Add async_stop_timeout parameter to tune how long to let the producer

keep trying to send messages before timing out. Log an error if async producer was stopped before all messages sent.
author: Dana Powers <dana.powers@rd.io> 2015-06-05 23:22:37 -0700
committer: Dana Powers <dana.powers@rd.io> 2015-06-06 19:27:56 -0700
commit: 1d5f4b1f889737ef3ba04d8303a02a4957a2d183 (patch)
tree: c2eb33cb630d0c698796f3f5e404cb0ec7d3b40d /kafka
parent: 2ba22bf4cebf5e25351816b38cd3cb70e2ea4cb8 (diff)
download: kafka-python-1d5f4b1f889737ef3ba04d8303a02a4957a2d183.tar.gz
1 files changed, 26 insertions, 3 deletions
diff --git a/kafka/producer/base.py b/kafka/producer/base.py
index 0fd742d..18af342 100644
--- a/kafka/producer/base.py
+++ b/kafka/producer/base.py
@@ -39,11 +39,13 @@ ASYNC_RETRY_ON_TIMEOUTS = True
 ASYNC_LOG_MESSAGES_ON_ERROR = True
 
 STOP_ASYNC_PRODUCER = -1
+ASYNC_STOP_TIMEOUT_SECS = 30
 
 
 def _send_upstream(queue, client, codec, batch_time, batch_size,
                    req_acks, ack_timeout, retry_options, stop_event,
-                   log_messages_on_error=ASYNC_LOG_MESSAGES_ON_ERROR):
+                   log_messages_on_error=ASYNC_LOG_MESSAGES_ON_ERROR,
+                   stop_timeout=ASYNC_STOP_TIMEOUT_SECS):
     """Private method to manage producing messages asynchronously
 
     Listens on the queue for a specified number of messages or until
@@ -69,11 +71,23 @@ def _send_upstream(queue, client, codec, batch_time, batch_size,
         log_messages_on_error (bool, optional): log stringified message-contents
             on any produce error, otherwise only log a hash() of the contents,
             defaults to True.
+        stop_timeout (int or float, optional): number of seconds to continue
+            retrying messages after stop_event is set, defaults to 30.
     """
     request_tries = {}
     client.reinit()
+    stop_at = None
 
     while not (stop_event.is_set() and queue.empty() and not request_tries):
+
+        # Handle stop_timeout
+        if stop_event.is_set():
+            if not stop_at:
+                stop_at = stop_timeout + time.time()
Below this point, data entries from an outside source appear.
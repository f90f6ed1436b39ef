//! The threaded binary search tree itself.
//!
//! # Examples
//!
//! ```
//! use threaded_bst::Tree;
//!
//! let mut tree = Tree::new();
//!
//! // Nothing in here yet.
//! assert_eq!(tree.search(&1), None);
//! assert!(tree.minimum().is_err());
//!
//! tree.insert(2);
//! tree.insert(1);
//! tree.insert(3);
//!
//! assert_eq!(tree.search(&1), Some(&1));
//! assert_eq!(tree.minimum(), Ok(&1));
//! assert_eq!(tree.maximum(), Ok(&3));
//!
//! // Values come back sorted by following threads alone.
//! assert_eq!(tree.iter().copied().collect::<Vec<_>>(), [1, 2, 3]);
//! ```

use std::cmp::Ordering;
use std::fmt;
use std::iter::FromIterator;
use std::mem;
use std::ptr::NonNull;

use crate::error::EmptyTreeError;
use crate::iter::Iter;
use crate::link::{Link, Tag};
use crate::node::Node;
use crate::pretty::Pretty;

/// An unbalanced binary search tree whose empty child slots are threads to
/// each node's in-order predecessor and successor.
///
/// The shape depends only on insertion order. Equal values are kept and sort
/// to the right of the values they equal. Nothing is ever removed.
pub struct Tree<T> {
    // A `Link` rather than an `Option<Box<Node>>` so the empty tree is a thread like every other
    // empty slot and insertion never special-cases the root.
    root: Link<T>,
    len: usize,
    depth: usize,
}

/// The side of a parent a new node is being attached to.
#[derive(Copy, Clone, Debug, PartialEq, Eq)]
enum Side {
    Left,
    Right,
}

// SAFETY: The tree exclusively owns every node reachable through `Child` links and threads only
// alias nodes of the same tree, so sending or sharing the tree is like sending or sharing a
// `Box<T>` collection.
unsafe impl<T: Send> Send for Tree<T> {}
unsafe impl<T: Sync> Sync for Tree<T> {}

impl<T> Default for Tree<T> {
    fn default() -> Self {
        Self::new()
    }
}

impl<T> Drop for Tree<T> {
    fn drop(&mut self) {
        if self.len > 0 {
            tracing::debug!(len = self.len, depth = self.depth, "dropping threaded tree");
        }

        let mut stack = Vec::new();
        if let Link::Child(root) = mem::replace(&mut self.root, Link::thread(None)) {
            stack.push(root);
        }

        while let Some(node) = stack.pop() {
            // SAFETY: Every `Child` link is the one and only owning pointer to a node created by
            // `Box::leak` in `Tree::insert`. Each node is pushed exactly once (by its parent, or
            // above for the root) and threads are never followed here, so nothing is freed twice.
            let node = unsafe { Box::from_raw(node.as_ptr()) };
            if let Link::Child(left) = node.left {
                stack.push(left);
            }
            if let Link::Child(right) = node.right {
                stack.push(right);
            }
        }
    }
}

impl<T> Clone for Tree<T>
where
    T: Clone + Ord,
{
    /// Builds a new tree by re-inserting every value in pre-order. Parents are
    /// always inserted before their descendants, so the copy has the same
    /// shape, depth and threads as the original.
    fn clone(&self) -> Self {
        tracing::debug!(len = self.len, "cloning threaded tree");

        let mut tree = Self::new();
        self.traverse_pre_order(|value| tree.insert(value.clone()));
        tree
    }
}

impl<T> fmt::Debug for Tree<T>
where
    T: fmt::Debug,
{
    fn fmt(&self, f: &mut fmt::Formatter<'_>) -> fmt::Result {
        f.debug_set().entries(self.iter()).finish()
    }
}

impl<T> FromIterator<T> for Tree<T>
where
    T: Ord,
{
    fn from_iter<I: IntoIterator<Item = T>>(iter: I) -> Self {
        let mut tree = Self::new();
        tree.extend(iter);
        tree
    }
}

impl<T> Extend<T> for Tree<T>
where
    T: Ord,
{
    fn extend<I: IntoIterator<Item = T>>(&mut self, iter: I) {
        for value in iter {
            self.insert(value);
        }
    }
}

impl<'a, T> IntoIterator for &'a Tree<T> {
    type Item = &'a T;
    type IntoIter = Iter<'a, T>;

    fn into_iter(self) -> Self::IntoIter {
        self.iter()
    }
}

impl<T> Tree<T> {
    /// Generate a new, empty `Tree`.
    pub fn new() -> Self {
        Self {
            root: Link::thread(None),
            len: 0,
            depth: 0,
        }
    }

    /// The number of values stored in the tree.
    pub fn len(&self) -> usize {
        self.len
    }

    /// Whether the tree holds no values.
    pub fn is_empty(&self) -> bool {
        self.len == 0
    }

    /// The number of nodes on the longest path from the root, counting the
    /// root itself. An empty tree has depth 0 and a single node has depth 1.
    ///
    /// Since nothing is ever removed this is also the height of the tree.
    pub fn depth(&self) -> usize {
        self.depth
    }

    /// Exchanges the contents of two trees without touching any node.
    pub fn swap(&mut self, other: &mut Self) {
        mem::swap(self, other);
    }

    /// The root node, if the tree isn't empty.
    pub fn root(&self) -> Option<&Node<T>> {
        self.root.child_node()
    }

    /// The node holding the smallest value. Its [`previous`][Node::previous] is `None`.
    pub fn first(&self) -> Option<&Node<T>> {
        self.root().map(Node::leftmost)
    }

    /// The node holding the largest value. Its [`next`][Node::next] is `None`.
    pub fn last(&self) -> Option<&Node<T>> {
        self.root().map(Node::rightmost)
    }

    /// The smallest value in the tree.
    ///
    /// # Errors
    ///
    /// Returns [`EmptyTreeError`] if the tree holds no values.
    ///
    /// # Examples
    ///
    /// ```
    /// use threaded_bst::{EmptyTreeError, Tree};
    ///
    /// let mut tree = Tree::new();
    /// assert_eq!(tree.minimum(), Err(EmptyTreeError));
    ///
    /// tree.insert(4);
    /// tree.insert(2);
    /// assert_eq!(tree.minimum(), Ok(&2));
    /// ```
    pub fn minimum(&self) -> Result<&T, EmptyTreeError> {
        self.first().map(Node::value).ok_or(EmptyTreeError)
    }

    /// The largest value in the tree.
    ///
    /// # Errors
    ///
    /// Returns [`EmptyTreeError`] if the tree holds no values.
    pub fn maximum(&self) -> Result<&T, EmptyTreeError> {
        self.last().map(Node::value).ok_or(EmptyTreeError)
    }

    /// Iterates over the values in sorted order by following each node's
    /// [`next`][Node::next] link. No stack is kept.
    pub fn iter(&self) -> Iter<'_, T> {
        Iter::new(self.first(), self.last(), self.len)
    }

    /// Calls `visit` on every value in sorted order.
    pub fn traverse_in_order<F>(&self, mut visit: F)
    where
        F: FnMut(&T),
    {
        let mut stack = Vec::new();
        let mut current = self.root();
        loop {
            while let Some(node) = current {
                stack.push(node);
                current = node.left_child();
            }
            let Some(node) = stack.pop() else {
                return;
            };
            visit(node.value());
            current = node.right_child();
        }
    }

    /// Calls `visit` on every value, each parent before its left then right
    /// subtree.
    pub fn traverse_pre_order<F>(&self, mut visit: F)
    where
        F: FnMut(&T),
    {
        let mut stack: Vec<_> = self.root().into_iter().collect();
        while let Some(node) = stack.pop() {
            visit(node.value());
            stack.extend(node.right_child());
            stack.extend(node.left_child());
        }
    }

    /// Calls `visit` on every value, each parent after its left then right
    /// subtree.
    pub fn traverse_post_order<F>(&self, mut visit: F)
    where
        F: FnMut(&T),
    {
        // (node, children already pushed)
        let mut stack: Vec<_> = self.root().map(|root| (root, false)).into_iter().collect();
        while let Some((node, expanded)) = stack.pop() {
            if expanded {
                visit(node.value());
                continue;
            }
            stack.push((node, true));
            stack.extend(node.right_child().map(|right| (right, false)));
            stack.extend(node.left_child().map(|left| (left, false)));
        }
    }

    /// A [`Display`][fmt::Display]-able sideways drawing of the tree, largest
    /// values at the top.
    ///
    /// # Examples
    ///
    /// ```
    /// use threaded_bst::Tree;
    ///
    /// let tree: Tree<_> = vec![2, 1, 3].into_iter().collect();
    /// assert_eq!(tree.pretty().to_string(), "┌───3\n2\n└───1\n");
    /// ```
    pub fn pretty(&self) -> Pretty<'_, T> {
        Pretty::new(self.root())
    }

    /// Inserts the value into the tree. Values equal to one already stored are
    /// kept and placed in its right subtree.
    ///
    /// The new node is placed and threaded in a single walk down from the root:
    /// the last ancestor passed on the way down is the new node's neighbour on
    /// the side it faces into the tree, and the slot it replaces already holds
    /// the thread for its outer side.
    ///
    /// # Examples
    ///
    /// ```
    /// use threaded_bst::Tree;
    ///
    /// let mut tree = Tree::new();
    /// tree.insert(1);
    /// tree.insert(1);
    ///
    /// assert_eq!(tree.len(), 2);
    /// assert_eq!(tree.depth(), 2);
    /// ```
    pub fn insert(&mut self, value: T)
    where
        T: Ord,
    {
        let mut new_node = Node::new_boxed(value);
        let mut slot = &mut self.root;
        let mut side = Side::Left;
        let mut neighbor = None;
        let mut level = 1;

        while let Link::Child(mut parent) = *slot {
            // SAFETY: `parent` is owned by this tree and we hold `&mut self`, so no other
            // reference to any node exists. Only one node is borrowed mutably at a time: the
            // previous `slot` borrow ends when it is reassigned below.
            let parent_node = unsafe { parent.as_mut() };
            side = match parent_node.value().cmp(new_node.value()) {
                Ordering::Greater => Side::Left,
                Ordering::Equal | Ordering::Less => Side::Right,
            };
            slot = match side {
                Side::Left => &mut parent_node.left,
                Side::Right => &mut parent_node.right,
            };
            neighbor = Some(parent);
            level += 1;
        }

        // The slot is a thread: its old target is the new node's outer neighbour and the parent
        // we came from is its inner one.
        let outer = *slot;
        let inner = Link::thread(neighbor);
        match side {
            Side::Left => {
                new_node.left.set(outer);
                new_node.right.set(inner);
            }
            Side::Right => {
                new_node.left.set(inner);
                new_node.right.set(outer);
            }
        }
        slot.set(Link::child(NonNull::from(Box::leak(new_node))));

        self.len += 1;
        self.depth = self.depth.max(level);
        tracing::trace!(level, len = self.len, depth = self.depth, "inserted node");

        if cfg!(debug_assertions) {
            if let Some(root) = self.root() {
                assert_eq!(self.root.tag(), Tag::Child);
                assert!(root.leftmost().previous().is_none());
                assert!(root.rightmost().next().is_none());
            }
        }
    }

    /// Finds a stored value equal to `value` by walking down from the root.
    ///
    /// # Examples
    ///
    /// ```
    /// use threaded_bst::Tree;
    ///
    /// let mut tree = Tree::new();
    /// tree.insert(1);
    ///
    /// assert_eq!(tree.search(&1), Some(&1));
    /// assert_eq!(tree.search(&42), None);
    /// ```
    pub fn search(&self, value: &T) -> Option<&T>
    where
        T: Ord,
    {
        self.search_node(value).map(Node::value)
    }

    /// Like [`search`][Tree::search] but returns the node, so the search can
    /// be continued with [`Node::previous`] and [`Node::next`].
    pub fn search_node(&self, value: &T) -> Option<&Node<T>>
    where
        T: Ord,
    {
        let mut current = self.root();
        while let Some(node) = current {
            current = match node.value().cmp(value) {
                Ordering::Equal => return Some(node),
                Ordering::Greater => node.left_child(),
                Ordering::Less => node.right_child(),
            };
        }
        None
    }

    /// The same lookup as [`search`][Tree::search] written as a recursion.
    /// This recurses once per level, so it should be avoided on trees built
    /// from long sorted runs.
    pub fn search_recursive(&self, value: &T) -> Option<&T>
    where
        T: Ord,
    {
        fn go<'a, T: Ord>(node: Option<&'a Node<T>>, value: &T) -> Option<&'a T> {
            let node = node?;
            match node.value().cmp(value) {
                Ordering::Equal => Some(node.value()),
                Ordering::Greater => go(node.left_child(), value),
                Ordering::Less => go(node.right_child(), value),
            }
        }

        go(self.root(), value)
    }
}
+            if time.time() > stop_at:
+                log.debug('Async producer stopping due to stop_timeout')
+                break
+
         timeout = batch_time
         count = batch_size
         send_at = time.time() + timeout
@@ -181,6 +195,10 @@ def _send_upstream(queue, client, codec, batch_time, batch_size,
                      orig_req.messages if log_messages_on_error
                                        else hash(orig_req.messages))
 
+    if request_tries or not queue.empty():
+        log.error('Stopped producer with {0} unsent messages'
+                  .format(len(request_tries) + queue.qsize()))
+
 
 class Producer(object):
     """
@@ -219,6 +237,9 @@ class Producer(object):
             requests, defaults to True (log full messages). Hash logging
             will not allow you to identify the specific message that failed,
             but it will allow you to match failures with retries.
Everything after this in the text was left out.